In a country where, as Stoppard recorded in the New York Review of Books, you can find boilers stoked by economists, streets swept by men reading Henry James in English, where filing-clerks rise early to write articles for learned journals abroad and where third-rate time-servers are chauffeured around in black, bulbous Tatra 603s, the Inspector's response is all too apt. What Stoppard does in the play is depict the upside-down nature of a society in which a fine actor like Landovsky is acclaimed by the coarse-grained Inspector for his work as a factory floor-cleaner or a newspaper seller and in which language itself is corrupted. George Orwell in 1984 and Animal Farm reminded us that language and liberty are intertwined and that when words are perverted or repressed so is freedom. Stoppard makes the same point through brutal, quick-fire comedy:
INSPECTOR (to HOSTESS): Which one were you?
HOSTESS: I'm not in it.
INSPECTOR: You're in it, up to here. It's pretty clear to me that this flat is being used for entertaining men. There is a law about that you know.
HOSTESS: I don't think MacBeth is what was meant.
INSPECTOR: Who's to say what was meant? Words can be your friend or your enemy depending on who's throwing the book, so watch your language.
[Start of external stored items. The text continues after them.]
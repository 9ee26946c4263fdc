//! Integration tests for order processing through the data access port.
//!
//! The recording in-memory backend stands in for a database so every
//! interaction the processor has with persistence can be asserted on.

use std::sync::Arc;

use order_engine::{
    ConfigurationError, CreateOrderCommand, DataAccessCall, DataAccessError, DataAccessPort,
    DiscountedProduct, InMemoryDataAccess, Money, Order, OrderProcessor, Priceable,
    ProcessOrderError, Product, Quantity, TursoDataAccess,
};
use rust_decimal_macros::dec;
use test_case::test_case;

fn priced_at_ten() -> Arc<dyn Priceable> {
    Arc::new(Product::new("SKU-TEN", "Ten dollar item", Money::new(dec!(10.00))))
}

fn order_of(quantity: i64) -> Order {
    Order::new(CreateOrderCommand {
        item: priced_at_ten(),
        quantity: Quantity::from_i64(quantity),
    })
    .unwrap()
}

fn all_backends() -> Vec<(&'static str, Arc<dyn DataAccessPort>)> {
    vec![
        ("memory", Arc::new(InMemoryDataAccess::new())),
        ("turso", Arc::new(TursoDataAccess::new(":memory:"))),
    ]
}

#[tokio::test]
async fn ten_dollar_order_is_recorded_through_the_port() {
    let backend = Arc::new(InMemoryDataAccess::new());
    let processor = OrderProcessor::new(Arc::clone(&backend));
    let order = order_of(1);

    let receipt = processor.process_order(&order).await.unwrap();

    assert_eq!(receipt.total, Money::new(dec!(10.00)));
    assert_eq!(receipt.sku.as_str(), "SKU-TEN");

    let calls = backend.calls();
    assert!(!calls.is_empty());
    assert_eq!(calls.first(), Some(&DataAccessCall::Connect));
    assert_eq!(calls.last(), Some(&DataAccessCall::Disconnect));

    let queries = backend.executed_queries();
    assert_eq!(queries.len(), 1);
    assert!(queries[0].contains(order.id().as_str()));
    assert!(queries[0].contains("'10.00'"));
}

#[test_case(1, dec!(10.00) ; "single unit")]
#[test_case(3, dec!(30.00) ; "three units")]
#[test_case(12, dec!(120.00) ; "a dozen")]
#[tokio::test]
async fn receipt_total_is_price_times_quantity(quantity: i64, expected: rust_decimal::Decimal) {
    let processor = OrderProcessor::new(Arc::new(InMemoryDataAccess::new()));

    let receipt = processor.process_order(&order_of(quantity)).await.unwrap();

    assert_eq!(receipt.total, Money::new(expected));
    assert_eq!(receipt.quantity, Quantity::from_i64(quantity));
}

#[tokio::test]
async fn new_priceable_variants_need_no_processor_changes() {
    let discounted = Arc::new(DiscountedProduct::new(priced_at_ten(), dec!(20)).unwrap());
    let order = Order::new(CreateOrderCommand::single(discounted)).unwrap();
    let processor = OrderProcessor::new(Arc::new(InMemoryDataAccess::new()));

    let receipt = processor.process_order(&order).await.unwrap();

    assert_eq!(receipt.total, Money::new(dec!(8.00)));
}

#[tokio::test]
async fn unreachable_backend_error_reaches_the_caller() {
    let backend = Arc::new(InMemoryDataAccess::unreachable());
    let processor = OrderProcessor::new(Arc::clone(&backend));

    let err = processor.process_order(&order_of(1)).await.unwrap_err();

    assert!(matches!(err, ProcessOrderError::DataAccess(DataAccessError::Connection { .. })));
    assert_eq!(backend.calls(), vec![DataAccessCall::Connect]);
}

#[tokio::test]
async fn processor_accepts_runtime_selected_backend() {
    for (name, backend) in all_backends() {
        let processor: OrderProcessor<dyn DataAccessPort> = OrderProcessor::new(backend);

        processor.initialize_schema().await.unwrap();
        let receipt = processor.process_order(&order_of(2)).await.unwrap();

        assert_eq!(receipt.total, Money::new(dec!(20.00)), "backend {name}");
        assert_eq!(receipt.rows_affected, 1, "backend {name}");
    }
}

#[tokio::test]
async fn disconnect_without_connect_never_fails() {
    for (name, backend) in all_backends() {
        assert!(backend.disconnect().await.is_ok(), "backend {name}");
        assert!(backend.disconnect().await.is_ok(), "backend {name}");
    }
}

#[tokio::test]
async fn empty_query_is_a_query_error_for_every_backend() {
    for (name, backend) in all_backends() {
        backend.connect().await.unwrap();
        let err = backend.execute_query("").await.unwrap_err();
        assert!(err.is_query(), "backend {name}: {err}");
        backend.disconnect().await.unwrap();
    }
}

#[test]
fn building_without_dependency_always_fails() {
    for _ in 0..3 {
        let result = OrderProcessor::<dyn DataAccessPort>::builder().build();
        assert!(matches!(
            result,
            Err(ConfigurationError::MissingDependency { .. })
        ));
    }
}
Maybe there is something too direct and up-front about the way Stoppard sends a figure like Orton's Inspector Truscott from Loot crashing around pointing out the way artists are degraded, rooms are bugged, language is twisted and Shakespeare becomes a reckless subversive in a police-state: the play lacks the subtlety of Professional Foul. But it gets its point across through a mixture of unashamed farce and clear statement; and never more so than when the Inspector points out that Shakespeare— Old Bill as he is known to the force—becomes all too contemporary in politically explosive situations:
'The fact is that when you get a universal and timeless writer like Shakespeare there's a strong feeling that he could be spitting in the eyes of the beholder when he should be keeping his mind on Verona—hanging around the "gents." You know what I mean. Unwittingly, of course. He didn't know what he was doing, at least you couldn't prove he did, which is what makes the chief so prejudiced against him.'
I am reminded of Ian McKellen's account in the book, A Night at the Theatre, of playing Richard II in Bratislava in 1969 after the Russian invasion of Czechoslovakia. During the scene where Richard weeps for joy to stand upon his kingdom once again, as McKellen spoke the familiar lines, 'Dear earth, I do salute thee with my hand' he became aware of a collective mewing, grieving, crying sound from the audience: a token of their recognition of the earth as their only symbol of a future freedom and a continuing past. Stoppard also never lets us forget the relevance of Macbeth to modern Czechoslovakia even to the point of having a police-siren wail as Macduff cries 'Bleed, bleed, poor country.'
The good thing about Cahoot's Macbeth is that it brings home to spectators in privileged Britain and America a glimmer of what it must be like to live in a country where the simple act of putting on a play may land you in gaol. It is affirmative, committed, political: all those things one has always wished Stoppard to be. My only real cavil is that Stoppard's love of diagrammatic neatness slightly runs away with him and he rounds off the play by bringing back the Dogg-speaking lorry-driver, Easy, with a load of timber for Birnam Wood, the actors tune in to Dogg themselves and deliver the final speeches of Macbeth in this alternative language. It's a clever way of bringing the evening full circle and of harnessing Stoppard's fascination with word-games and Shakespeare to the uncontainability of the Czech situation as Malcolm takes the crown off Macbeth's head and places it on his own. The implication is that change is inevitable. But, lively as Dogg's Hamlet, Cahoot's Macbeth is, you feel at the end of the evening you haven't quite seen Stoppard stretching his talent to his fullest; and that his true direction for the future lies away from theatre-as-game and towards the excavation of true feeling. It wouldn't be fair to say that this generously-donated double-bill shows Stoppard BARC-ing up the wrong tree but it seems a digression from his exploration of a refined and heightened naturalism.